Washington Post: “On ‘Pose,’ dancing isn’t just about self-expression. It’s a survival skill for trans women.” — “On a recent afternoon, a few floors above the ballroom set where the FX series ‘Pose’ is filming, a rehearsal studio pounds with the 1990 dance-club hit ‘Strike It Up.’ Leiomy Maldonado, a ballroom icon known as the Wonder Woman of Vogue, is trying to get her dancers to feel the beat with their hips.

“‘Pump, pump, girl,’ Maldonado commands one young woman in blue stiletto booties and a sheer top dripping in fringe. ‘You’re doing it without even caring!’

“Snapping her haunches side to side and crisscrossing her thighs with every step, Maldonado demonstrates a full-out, queen-of-the-catwalk strut, Naomi Campbell style. She drops her voice and purrs, with a note of reverence: ‘You on the runway, dahling.’

“Perfecting the moves and the sassitude is crucial in this show. ‘Pose,’ which begins its second season June 11, is part family drama, part musical extravaganza, as you’d expect from creators Ryan Murphy and Brad Falchuk, of ‘Glee’ and ‘American Horror Story.’ (Writer Steven Canals joins them as a co-creator.) Premiering during Pride Month, as it did last year, the series centers on the trans women and gay men of color in New York’s underground ballroom culture.”

INTO: “The Colonization of Ballroom Culture” — “I remember going on Twitter one day looking for the perfect ‘vogue’ gif to pair up with a tweet. I was shocked and appalled by the first clips coming up being those of various white people. There was Madonna, Channing Tatum, and the little white boy, Brendan Jordan, who kinda vogued on that infamous news clip, followed with tons of press and appearances that surely led to somefinancial gain.

“Madonna did not invent vogueing. Madonna is not the founder of ballroom culture.

“Madonna, like most other culture vultures, used a community for their style, dance, and passion until it she couldn’t and placed it back on the shelf, leaving the members of that community and their oppression behind her as she moved on to her next big hit.

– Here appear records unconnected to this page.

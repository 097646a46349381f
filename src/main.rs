//! query-batch - batch execution of analytics queries.

use std::io::Read;
use std::sync::Arc;

use query_batch::batch::BatchExecutor;
use query_batch::cli::{Cli, Command};
use query_batch::config::Config;
use query_batch::error::{BatchError, Result};
use query_batch::store::{self, AnalyticsStore, StoreBackend};
use query_batch::{logging, BatchRequest};
use serde::Serialize;
use tracing::{error, info};

#[tokio::main]
async fn main() {
    let _ = dotenvy::dotenv();

    let cli = Cli::parse_args();
    logging::init_stderr_logging(cli.verbose);

    if let Err(e) = run(cli).await {
        error!("{}: {}", e.category(), e);
        std::process::exit(1);
    }
}

async fn run(cli: Cli) -> Result<()> {
    let config_path = cli.config_path();
    info!("Loading config from: {}", config_path.display());
    let mut config = Config::load_from_file(&config_path)?;

    if cli.mock {
        config.store.backend = StoreBackend::Mock;
    }
    config.store.apply_env_defaults();

    let registry = Arc::new(config.registry()?);
    info!("Registered {} query types", registry.len());

    match &cli.command {
        Command::Run { input, pretty, .. } => {
            let requests = read_requests(input)?;
            let options = cli.batch_options(&config);
            let store = connect(&config).await?;
            let executor = BatchExecutor::new(registry, store);
            let results = executor.execute(&requests, &options).await;
            print_json(&results, *pretty)
        }
        Command::Groups => {
            let groups = query_batch::batch::all_schema_groups(&registry);
            print_json(&groups, true)
        }
        Command::Compatible { query_type, other } => match other {
            Some(other) => print_json(
                &query_batch::batch::is_compatible(&registry, query_type, other),
                false,
            ),
            None => print_json(
                &query_batch::batch::compatible_types_of(&registry, query_type),
                true,
            ),
        },
        Command::Check => {
            let store = connect(&config).await?;
            store.ping().await?;
            println!(
                "ok: {} query types, store {}",
                registry.len(),
                config.store.display_string()
            );
            Ok(())
        }
    }
}

async fn connect(config: &Config) -> Result<Arc<dyn AnalyticsStore>> {
    info!("Store: {}", config.store.display_string());
    Ok(Arc::from(store::connect(&config.store).await?))
}

/// Reads a JSON array of requests from a file, or stdin for `-`.
fn read_requests(input: &str) -> Result<Vec<BatchRequest>> {
    let content = if input == "-" {
        let mut buf = String::new();
        std::io::stdin()
            .read_to_string(&mut buf)
            .map_err(|e| BatchError::config(format!("Failed to read stdin: {e}")))?;
        buf
    } else {
        std::fs::read_to_string(input)
            .map_err(|e| BatchError::config(format!("Failed to read {input}: {e}")))?
    };

    serde_json::from_str(&content)
        .map_err(|e| BatchError::config(format!("Invalid request batch: {e}")))
}

fn print_json<T: Serialize + ?Sized>(value: &T, pretty: bool) -> Result<()> {
    let out = if pretty {
        serde_json::to_string_pretty(value)
    } else {
        serde_json::to_string(value)
    }
    .map_err(|e| BatchError::internal(format!("Failed to encode output: {e}")))?;
    println!("{out}");
    Ok(())
}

“Many people’s first reference to the word ‘vogue’ and dance style known as voguing comes from her 1990 number 1 hit, ‘Vogue.’ Stiff arms, and striking poses, adorned with queer people dancing around her as ornaments has been ingrained into the lexicon of music history as a revolutionary moment in pop culture. But the actual culture from which this creativity and greatness was being stripped continues to suppressed and marginalized. Those in the voguing community Madonna borrowed from don’t get to take off their Blackness and queerness and move on to the next thing.”